We are not called upon, at this time, to determine the exact method of applying to a variable lease the 15% ceiling placed over annual increases under subdivision 2 of section 4, added by chapters 326 and 327 of the Laws of 1950. It is enough to observe, in that connection, that we think that determination of such a ceiling in the case of variable leases is not so impossible as to indicate that the Legislature intended that section 4 should not apply to expired leases of that character.
If the applicability of section 4 to expired variable leases is decided in this declaratory judgment action, such a determination will not be affected (although the amount to be recovered would be) by whether the landlord withdraws the proceeding under subdivision 2 and institutes another under subdivision 1.
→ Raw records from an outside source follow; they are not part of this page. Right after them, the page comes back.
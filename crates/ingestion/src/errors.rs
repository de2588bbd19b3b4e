//! Ingestion service error types

use scribe_common::errors::AppError;
use serde::Serialize;
use std::fmt;
use thiserror::Error;

/// Pipeline stage a failure is attributed to
#[derive(Debug, Clone, Copy, PartialEq, Eq, Serialize)]
#[serde(rename_all = "snake_case")]
pub enum PipelineStage {
    Download,
    Extract,
    Chunk,
    Index,
}

impl PipelineStage {
    pub fn as_str(&self) -> &'static str {
        match self {
            PipelineStage::Download => "download",
            PipelineStage::Extract => "extract",
            PipelineStage::Chunk => "chunk",
            PipelineStage::Index => "index",
        }
    }
}

impl fmt::Display for PipelineStage {
    fn fmt(&self, f: &mut fmt::Formatter<'_>) -> fmt::Result {
        f.write_str(self.as_str())
    }
}

#[derive(Error, Debug)]
pub enum IngestionError {
    #[error("Download failed: {0}")]
    Download(#[source] AppError),

    #[error("PDF is encrypted")]
    PdfEncrypted,

    #[error("PDF parse error: {message}")]
    PdfParse { message: String },

    #[error("Chunking error: {0}")]
    Chunking(String),

    #[error("Indexing chunk {chunk_index} failed: {source}")]
    Indexing {
        chunk_index: usize,
        #[source]
        source: AppError,
    },

    #[error("Cancelled during {stage}")]
    Cancelled { stage: PipelineStage },

    #[error("Extraction task failed: {0}")]
    Task(String),
}

impl IngestionError {
    /// Stage this error is attributed to
    pub fn stage(&self) -> PipelineStage {
        match self {
            IngestionError::Download(_) => PipelineStage::Download,
            IngestionError::PdfEncrypted
            | IngestionError::PdfParse { .. }
            | IngestionError::Task(_) => PipelineStage::Extract,
            IngestionError::Chunking(_) => PipelineStage::Chunk,
            IngestionError::Indexing { .. } => PipelineStage::Index,
            IngestionError::Cancelled { stage } => *stage,
        }
    }

    /// Whether a missing blob caused the failure
    pub fn is_missing_blob(&self) -> bool {
        matches!(self, IngestionError::Download(AppError::BlobNotFound { .. }))
    }
}
//! Book ingestion status state machine
//!
//! ```text
//! Pending ──start──▶ Processing ──complete──▶ Completed
//!    │                   │
//!    └──────fail─────────┴──────▶ Failed ◀── fail
//! ```
//!
//! Completed is terminal. An illegal transition is not an error: it yields
//! [`TransitionOutcome::Rejected`] and the status is left untouched.

use serde::{Deserialize, Serialize};
use std::fmt;
use std::str::FromStr;

/// Ingestion status of a book
#[derive(Clone, Copy, Debug, PartialEq, Eq, Hash, Serialize, Deserialize)]
#[serde(rename_all = "snake_case")]
pub enum BookStatus {
    Pending,
    Processing,
    Completed,
    Failed,
}

/// A requested status change
#[derive(Clone, Copy, Debug, PartialEq, Eq, Hash)]
pub enum BookTransition {
    StartProcessing,
    Complete,
    Fail,
}

/// Result of applying a transition to a status
#[derive(Clone, Copy, Debug, PartialEq, Eq)]
pub enum TransitionOutcome {
    Accepted { from: BookStatus, to: BookStatus },
    Rejected { from: BookStatus, attempted: BookTransition },
}

impl BookStatus {
    pub const ALL: [BookStatus; 4] = [
        BookStatus::Pending,
        BookStatus::Processing,
        BookStatus::Completed,
        BookStatus::Failed,
    ];

    pub fn as_str(&self) -> &'static str {
        match self {
            BookStatus::Pending => "pending",
            BookStatus::Processing => "processing",
            BookStatus::Completed => "completed",
            BookStatus::Failed => "failed",
        }
    }

    /// Completed is the only state nothing can leave.
    pub fn is_terminal(&self) -> bool {
        matches!(self, BookStatus::Completed)
    }

    /// Apply `transition` to this status.
    pub fn apply(self, transition: BookTransition) -> TransitionOutcome {
        if transition.allowed_sources().contains(&self) {
            TransitionOutcome::Accepted {
                from: self,
                to: transition.target(),
            }
        } else {
            TransitionOutcome::Rejected {
                from: self,
                attempted: transition,
            }
        }
    }
}

impl BookTransition {
    /// Status a book ends up in when this transition is accepted
    pub fn target(&self) -> BookStatus {
        match self {
            BookTransition::StartProcessing => BookStatus::Processing,
            BookTransition::Complete => BookStatus::Completed,
            BookTransition::Fail => BookStatus::Failed,
        }
    }

    /// States from which this transition is legal
    pub fn allowed_sources(&self) -> &'static [BookStatus] {
        match self {
            BookTransition::StartProcessing => &[BookStatus::Pending],
            BookTransition::Complete => &[BookStatus::Processing],
            BookTransition::Fail => &[
                BookStatus::Pending,
                BookStatus::Processing,
                BookStatus::Failed,
            ],
        }
    }
}

impl TransitionOutcome {
    pub fn is_accepted(&self) -> bool {
        matches!(self, TransitionOutcome::Accepted { .. })
    }
}

impl fmt::Display for BookStatus {
    fn fmt(&self, f: &mut fmt::Formatter<'_>) -> fmt::Result {
        f.write_str(self.as_str())
    }
}

impl fmt::Display for BookTransition {
    fn fmt(&self, f: &mut fmt::Formatter<'_>) -> fmt::Result {
        let name = match self {
            BookTransition::StartProcessing => "start_processing",
            BookTransition::Complete => "complete",
            BookTransition::Fail => "fail",
        };
        f.write_str(name)
    }
}

/// Unknown status text in storage
#[derive(Debug, Clone, PartialEq, Eq, thiserror::Error)]
#[error("unknown book status: {0}")]
pub struct UnknownStatus(pub String);

impl FromStr for BookStatus {
    type Err = UnknownStatus;

    fn from_str(s: &str) -> Result<Self, Self::Err> {
        match s {
            "pending" => Ok(BookStatus::Pending),
            "processing" => Ok(BookStatus::Processing),
            "completed" => Ok(BookStatus::Completed),
            "failed" => Ok(BookStatus::Failed),
            other => Err(UnknownStatus(other.to_string())),
        }
    }
}

impl From<BookStatus> for String {
    fn from(status: BookStatus) -> Self {
        status.as_str().to_string()
    }
}
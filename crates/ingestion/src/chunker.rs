//! Text chunking module
//!
//! Splits extracted book text into embedding-sized chunks in two stages:
//! 1. short lines, cut at semantic boundaries by `text-splitter`
//! 2. paragraphs, built greedily from consecutive lines, each starting with a
//!    little trailing context from the previous one

use crate::errors::IngestionError;
use scribe_common::config::IngestionConfig;
use text_splitter::{ChunkConfig, TextSplitter};
use tracing::debug;

/// Rough approximation: ~4 chars per token
pub const CHARS_PER_TOKEN: usize = 4;

/// Estimated token count of `text`
pub fn estimate_tokens(text: &str) -> usize {
    text.chars().count().div_ceil(CHARS_PER_TOKEN)
}

/// Configuration for text chunking, in estimated tokens
#[derive(Debug, Clone, Copy, PartialEq, Eq)]
pub struct ChunkingConfig {
    pub max_tokens_per_line: usize,
    pub max_tokens_per_paragraph: usize,
    pub overlap_tokens: usize,
}

impl Default for ChunkingConfig {
    fn default() -> Self {
        Self {
            max_tokens_per_line: 128,
            max_tokens_per_paragraph: 1024,
            overlap_tokens: 64,
        }
    }
}

impl ChunkingConfig {
    pub fn from_config(config: &IngestionConfig) -> Self {
        Self {
            max_tokens_per_line: config.max_tokens_per_line,
            max_tokens_per_paragraph: config.max_tokens_per_paragraph,
            overlap_tokens: config.overlap_tokens,
        }
    }

    pub fn validate(&self) -> Result<(), IngestionError> {
        if self.max_tokens_per_line == 0 || self.max_tokens_per_paragraph == 0 {
            return Err(IngestionError::Chunking(
                "chunk sizes must be positive".to_string(),
            ));
        }
        if self.max_tokens_per_line > self.max_tokens_per_paragraph {
            return Err(IngestionError::Chunking(format!(
                "line size {} exceeds paragraph size {}",
                self.max_tokens_per_line, self.max_tokens_per_paragraph
            )));
        }
        if self.overlap_tokens >= self.max_tokens_per_paragraph {
            return Err(IngestionError::Chunking(format!(
                "overlap {} must be smaller than paragraph size {}",
                self.overlap_tokens, self.max_tokens_per_paragraph
            )));
        }
        Ok(())
    }
}

/// A text chunk with metadata
#[derive(Debug, Clone, PartialEq, Eq)]
pub struct TextChunk {
    /// Index of this chunk in the book, dense from 0
    pub index: usize,
    /// The chunk content
    pub content: String,
    /// Approximate token count
    pub token_count: usize,
}

/// Split text into lines of at most `max_tokens_per_line`
pub fn split_lines<'a>(text: &'a str, config: &ChunkingConfig) -> Vec<&'a str> {
    let splitter = TextSplitter::new(ChunkConfig::new(
        config.max_tokens_per_line * CHARS_PER_TOKEN,
    ));

    splitter
        .chunks(text)
        .map(str::trim)
        .filter(|line| !line.is_empty())
        .collect()
}

/// Split text into overlapping paragraph chunks for embedding.
///
/// Same text and config always yield the same chunks.
pub fn chunk_text(text: &str, config: &ChunkingConfig) -> Vec<TextChunk> {
    if text.trim().is_empty() {
        return Vec::new();
    }

    let lines = split_lines(text, config);
    let paragraph_cap = config.max_tokens_per_paragraph * CHARS_PER_TOKEN;
    let overlap_cap = config.overlap_tokens * CHARS_PER_TOKEN;

    let mut paragraphs: Vec<String> = Vec::new();
    let mut current: Vec<&str> = Vec::new();
    // Lines in `current` not already emitted as part of a previous paragraph
    let mut fresh = 0usize;

    for line in lines {
        let line_len = line.chars().count();

        if fresh > 0 && joined_len(&current) + 1 + line_len > paragraph_cap {
            paragraphs.push(current.join("\n"));
            current = trailing_overlap(&current, overlap_cap);
            fresh = 0;
        }

        // Trim carried context until the new line fits
        while !current.is_empty() && joined_len(&current) + 1 + line_len > paragraph_cap {
            current.remove(0);
        }

        current.push(line);
        fresh += 1;
    }

    if fresh > 0 {
        paragraphs.push(current.join("\n"));
    }

    let chunks: Vec<TextChunk> = paragraphs
        .into_iter()
        .enumerate()
        .map(|(index, content)| TextChunk {
            index,
            token_count: estimate_tokens(&content),
            content,
        })
        .collect();

    debug!(
        input_len = text.len(),
        chunk_count = chunks.len(),
        max_tokens_per_paragraph = config.max_tokens_per_paragraph,
        "Text chunked"
    );

    chunks
}

/// Length in chars of `lines` joined with single newlines
fn joined_len(lines: &[&str]) -> usize {
    if lines.is_empty() {
        return 0;
    }
    lines.iter().map(|l| l.chars().count()).sum::<usize>() + lines.len() - 1
}

/// Trailing lines whose joined length fits in `cap`, never the whole paragraph
fn trailing_overlap<'a>(lines: &[&'a str], cap: usize) -> Vec<&'a str> {
    let mut taken = 0;
    for n in 1..lines.len() {
        if joined_len(&lines[lines.len() - n..]) > cap {
            break;
        }
        taken = n;
    }
    lines[lines.len() - taken..].to_vec()
}

#[cfg(test)]
mod tests {
    use super::*;

    fn small() -> ChunkingConfig {
        ChunkingConfig {
            max_tokens_per_line: 8,
            max_tokens_per_paragraph: 24,
            overlap_tokens: 8,
        }
    }

    fn sentences(n: usize) -> String {
        (0..n)
            .map(|i| format!("Sentence number {:02} is here.", i))
            .collect::<Vec<_>>()
            .join(" ")
    }

    #[test]
    fn test_empty_text() {
        assert!(chunk_text("", &ChunkingConfig::default()).is_empty());
        assert!(chunk_text("  \n\t \n", &ChunkingConfig::default()).is_empty());
    }

    #[test]
    fn test_short_text_single_chunk() {
        let chunks = chunk_text("Hello world.", &ChunkingConfig::default());
        assert_eq!(
            chunks,
            vec![TextChunk {
                index: 0,
                content: "Hello world.".to_string(),
                token_count: 3,
            }]
        );
    }

    #[test]
    fn test_chunks_respect_limits_and_are_dense() {
        let config = small();
        let chunks = chunk_text(&sentences(40), &config);

        assert!(chunks.len() > 1);
        for (i, chunk) in chunks.iter().enumerate() {
            assert_eq!(chunk.index, i);
            assert!(chunk.token_count <= config.max_tokens_per_paragraph);
            assert!(!chunk.content.is_empty());
        }
    }

    #[test]
    fn test_consecutive_chunks_overlap() {
        let chunks = chunk_text(&sentences(40), &small());

        for pair in chunks.windows(2) {
            let last_line = pair[0].content.lines().last().unwrap();
            assert!(
                pair[1].content.starts_with(last_line),
                "{:?} should start with {:?}",
                pair[1].content,
                last_line
            );
        }
    }

    #[test]
    fn test_without_overlap_every_line_appears_once() {
        let config = ChunkingConfig {
            overlap_tokens: 0,
            ..small()
        };
        let text = sentences(25);

        let chunks = chunk_text(&text, &config);
        let rebuilt: Vec<String> = chunks
            .iter()
            .flat_map(|c| c.content.lines().map(str::to_string))
            .collect();
        let lines: Vec<String> = split_lines(&text, &config)
            .into_iter()
            .map(str::to_string)
            .collect();

        assert_eq!(rebuilt, lines);
    }

    #[test]
    fn test_deterministic() {
        let text = sentences(60);
        assert_eq!(chunk_text(&text, &small()), chunk_text(&text, &small()));
    }

    #[test]
    fn test_trailing_overlap() {
        let lines = ["aaaa", "bbbb", "cccc"];
        assert_eq!(trailing_overlap(&lines, 4), vec!["cccc"]);
        assert_eq!(trailing_overlap(&lines, 9), vec!["bbbb", "cccc"]);
        // Never the whole paragraph
        assert_eq!(trailing_overlap(&lines, 100), vec!["bbbb", "cccc"]);
        assert!(trailing_overlap(&lines, 0).is_empty());
    }

    #[test]
    fn test_validate() {
        assert!(ChunkingConfig::default().validate().is_ok());

        let overlap_too_big = ChunkingConfig {
            overlap_tokens: 1024,
            ..Default::default()
        };
        assert!(overlap_too_big.validate().is_err());

        let line_too_big = ChunkingConfig {
            max_tokens_per_line: 2048,
            ..Default::default()
        };
        assert!(line_too_big.validate().is_err());

        let zero = ChunkingConfig {
            max_tokens_per_line: 0,
            ..Default::default()
        };
        assert!(zero.validate().is_err());
    }

    #[test]
    fn test_estimate_tokens() {
        assert_eq!(estimate_tokens(""), 0);
        assert_eq!(estimate_tokens("abcd"), 1);
        assert_eq!(estimate_tokens("abcde"), 2);
    }
}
Directing attention to the basic question whether the Legislature intended to extend to variable leases either proceeding authorized by section 4 for the fixation of a reasonable rent in excess of the emergency rent, it is necessary to analyze further section 13 of the Business Rent Law and section 14 of the Commercial Rent Law which are cited as being exclusive with reference to the procedure respecting such leases. They relate to variable and graduated leases. These are different types of lease, a variable lease being defined as one 'wherein the specified rent or any part thereof is variable according to volume or other criteria of volume of the tenant's business', and a graduated lease being defined as one 'wherein the rental stipulated is in a graduated scale.' These sections undertake to define what shall be the emergency rent in the case of these two types of lease. If a graduated lease has been in effect, 'upon the expiration of such lease, the emergency rent shall be a reasonable rent to be fixed by agreement, by arbitration, or by the supreme court upon the basis of the rent charged for the most nearly comparable commercial [or business] space in the same building or other rental area * * *. Pending the fixation of such reasonable rent, without prejudice to their respective rights, the tenant shall pay and the landlord may accept rent upon the basis charged during the last month of the expired lease.' Sections 13 and 14 thus provide, in the instance of a graduated lease, that for the duration of the lease it shall be enforced according to its terms without regard to statutory enactments prescribing an 'emergency' or a 'reasonable' rent applicable to other kinds of lease, and that upon the expiration thereof, if the tenant remains in possession, the rent shall be determined in accordance with the rent charged for the most nearly comparable space or other rental area. Rent thus fixed on expiration of a graduated lease, is defined by sections 13 and 14 as being both an emergency rent and a reasonable rent. It is to be arrived at by criteria different from those applicable in determining the 'emergency' rent or the 'reasonable' rent under the usual type of lease.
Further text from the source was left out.